There are 25,700 vaults, ossuaries and mausoleums in the 150,000 square meters that house the general cemetery of Mérida….
MERIDA – The final residence of the people of Merida, its General Cemetery, has a long history that starts in 1821, when it was inaugurated. Then it was given to the ecclesiastical government to administrate it, with the condition that each month they will pay to the state a specific tariff to cover the investment made in its construction.
In 1859 President Benito Juárez nationalized the church’s assets, including the general cemetery, which passed to be administered by the state government, specifically by the civil registry.
Wilberth Sosa, who is in charge of guiding visitors by the most emblematic sites of the General Cemetery of Merida, noted that in 1879 the large facade of the convent of San Francisco was placed at the entrance of the cemetery, but now it can’t be appreciated any more, since in 1980 it was given another style.

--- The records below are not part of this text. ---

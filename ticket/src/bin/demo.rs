//! GreedTicket demo binary
//!
//! Issues a ticket through the async store, lets the expiry clock tick a
//! few times, prints the visual code, then regenerates and cancels it.
//!
//! Run with: cargo run --bin greed-ticket-demo
//! Tune with the `GREED_TICKET_*` variables (a `.env` file is honoured).

use anyhow::{Context, Result};
use greed_ticket::{
    IssueRequest, LocationId, Purpose, StaticWallet, TicketAction, TicketConfig,
    TicketEnvironment, encode, ticket_store,
};
use greed_ticket_core::environment::SystemClock;
use std::sync::Arc;
use std::time::Duration;
use tracing_subscriber::{layer::SubscriberExt, util::SubscriberInitExt};

#[tokio::main]
async fn main() -> Result<()> {
    let _ = dotenvy::dotenv();

    tracing_subscriber::registry()
        .with(
            tracing_subscriber::EnvFilter::try_from_default_env()
                .unwrap_or_else(|_| "greed_ticket=debug,greed_ticket_runtime=info".into()),
        )
        .with(tracing_subscriber::fmt::layer())
        .init();

    let config = TicketConfig::from_env();
    tracing::info!(?config, "Loaded ticket configuration");

    let tick_interval = config.tick_interval();
    let grid_size = config.grid_size;
    let env = TicketEnvironment::new(
        Arc::new(SystemClock),
        Arc::new(StaticWallet::new("demo-user", 12_000)),
        config,
    );
    let store = ticket_store(env);

    println!("=== GreedTicket ===\n");

    let purpose: Purpose = std::env::args()
        .nth(1)
        .map_or(Ok(Purpose::GadgetRedemption), |arg| arg.parse())
        .context("first argument must be a redemption purpose")?;

    println!(">>> Issuing {} ticket for 5000 coins", purpose.label());
    store
        .send(TicketAction::IssueTicket {
            request: IssueRequest::new(purpose, 5000, LocationId::new("main-counter")),
        })
        .await?;
    if let Some(error) = store.state(|s| s.last_error.clone()).await {
        return Err(error).context("ticket was not issued");
    }

    let ticket = store
        .state(|s| s.current.clone())
        .await
        .context("store holds no ticket after issuing")?;
    println!("Ticket code: {}", ticket.display_code());
    println!("Expires at:  {}\n", ticket.expires_at());
    println!("{}\n", serde_json::to_string_pretty(&ticket)?);

    let matrix = encode(ticket.payload(), grid_size)?;
    println!("{}", matrix.render_text('█', ' '));

    for _ in 0..3 {
        tokio::time::sleep(tick_interval).await;
        let (remaining, low_time) = store.state(|s| (s.remaining, s.low_time)).await;
        println!(
            "Remaining: {:02}:{:02}{}",
            remaining.num_minutes(),
            remaining.num_seconds() % 60,
            if low_time { " (hurry!)" } else { "" }
        );
    }

    println!("\n>>> Regenerating");
    store.send(TicketAction::RegenerateTicket).await?;
    let fresh = store
        .state(|s| s.current.clone())
        .await
        .context("store holds no ticket after regenerating")?;
    println!("New ticket code: {}", fresh.display_code());

    println!("\n>>> Cancelling");
    store.send(TicketAction::InvalidateTicket).await?;
    let retired = store.state(|s| s.history.len()).await;
    println!("Retired tickets: {retired}");

    // Pending ticks see the retired ticket and stop re-arming
    store
        .shutdown(tick_interval + Duration::from_secs(1))
        .await?;

    println!("\n=== Done ===");
    Ok(())
}
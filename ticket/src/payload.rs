//! Canonical ticket payloads.
//!
//! The payload is the string a counter scans (inside the visual code) or
//! reads aloud (as the ticket code). Its format is
//! `<scheme>://ticket/<userId>/<issuedAtEpochMillis>`.
//!
//! The payload is not signed. It identifies a ticket within one session,
//! it does not prove who issued it.

use crate::error::{Result, TicketError};
use crate::types::{Purpose, UserId};
use chrono::{DateTime, Utc};

/// Scheme used when no other is configured
pub const DEFAULT_SCHEME: &str = "greedticket";

/// Payload fields recovered by [`PayloadComposer::parse`]
#[derive(Clone, Debug, PartialEq, Eq)]
pub struct ParsedPayload {
    /// User the ticket was issued to
    pub user_id: UserId,
    /// Issuance instant in milliseconds since the Unix epoch
    pub issued_at_millis: i64,
}

/// Builds and reads canonical payload strings
#[derive(Clone, Debug, PartialEq, Eq)]
pub struct PayloadComposer {
    scheme: String,
}

impl PayloadComposer {
    /// Creates a composer for `scheme`
    #[must_use]
    pub fn new(scheme: impl Into<String>) -> Self {
        Self {
            scheme: scheme.into(),
        }
    }

    /// URI scheme prefixed to every payload
    #[must_use]
    pub fn scheme(&self) -> &str {
        &self.scheme
    }

    /// Composes the payload for a ticket
    ///
    /// Pure function of `(user_id, issued_at)`. The purpose travels with the
    /// ticket but is not part of the payload.
    #[must_use]
    pub fn compose(&self, user_id: &UserId, purpose: Purpose, issued_at: DateTime<Utc>) -> String {
        let payload = format!(
            "{}://ticket/{}/{}",
            self.scheme,
            user_id,
            issued_at.timestamp_millis()
        );
        tracing::trace!(%purpose, payload = %payload, "Composed ticket payload");
        payload
    }

    /// Splits a payload back into its fields
    ///
    /// # Errors
    ///
    /// Returns [`TicketError::MalformedPayload`] if the scheme differs, the
    /// `ticket` segment is missing, the user id is empty, or the timestamp
    /// is not an integer.
    pub fn parse(&self, payload: &str) -> Result<ParsedPayload> {
        let malformed = || TicketError::MalformedPayload(payload.to_string());

        let rest = payload
            .strip_prefix(self.scheme.as_str())
            .and_then(|rest| rest.strip_prefix("://ticket/"))
            .ok_or_else(malformed)?;

        // User ids may contain '/', the timestamp never does
        let (user, millis) = rest.rsplit_once('/').ok_or_else(malformed)?;
        if user.is_empty() {
            return Err(malformed());
        }
        let issued_at_millis = millis.parse::<i64>().map_err(|_| malformed())?;

        Ok(ParsedPayload {
            user_id: UserId::new(user),
            issued_at_millis,
        })
    }
}

impl Default for PayloadComposer {
    fn default() -> Self {
        Self::new(DEFAULT_SCHEME)
    }
}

“In 1910, there is a need to acquire the lands on the east side for expansion, where the seismological building is placed, which is now managed by the UNAM and the Uady, through the Hideyo Noguchi Research Center,” he said.
In 1928 two twin buildings were built on the west side, the first serving as administrative offices and the second as a morgue. In 1981 a cold room for the conservation of corpses was attached to it, and in 1982, due to the state in which the administrative building was, it had to be destroyed.
He also said that the general cemetery had its greatest splendor in the late nineteenth and early twentieth century, when its main avenue can be compared to Paseo de Montejo, because many wealthy families wanted their mausoleums to be placed on the avenue.
Sosa explained that at that time there was a custom that when a corpse arrived they had to build their place as similar to the place where they lived, so that the deceased did not feel alone. That is why most of the mausoleums of the General cemetery have different architectural styles, with materials brought from Europe.
“According to the administrative books, the oldest of the mausoleums dates from 1870, retains its original style and belongs to the Medina Rodriguez family; the owner lived in what is now the Pan American Hotel, which is located on 59th Street by 52nd and 54th of the Historic Center. In the General Cemetery there are more than 120 mausoleums, which vary in their vaults. Also it has 2,000 ossuaries, which are places destined for the deposit of ashes or dry remains,” he said.
He explained that the pantheon has three types of mausoleums: the open, which is the one that does not have a chapel; the closed, which has a chapel in where burials are made, and the mixed mausoleum, which is where burials are made inside and outside them. An example is the mausoleum of the clergy, who depending on the rank of the priest were buried inside or outside the mausoleum.
There is also the mausoleum of Cumulus type, which is characterized by having the base of a huge coffin, followed by a monument, and which at the top culminated with a sculpture. This type of mausoleum houses important personages like General Guillermo Palomino, who was governor of Yucatan in 1885, noted for expanding the avenue of Mérida and the railroad branches so that distant populations had better communication with the capital, he said.
In the same way, said Wilberth Sosa, on the avenue you can see vaults cemented to each other, and some of them stand out because they have angels of silence, with a finger in the mouth and another pointing the sky in a sign of respect. There are also the angels of pain, which are accompanied by a cross and where pain is reflected in his face.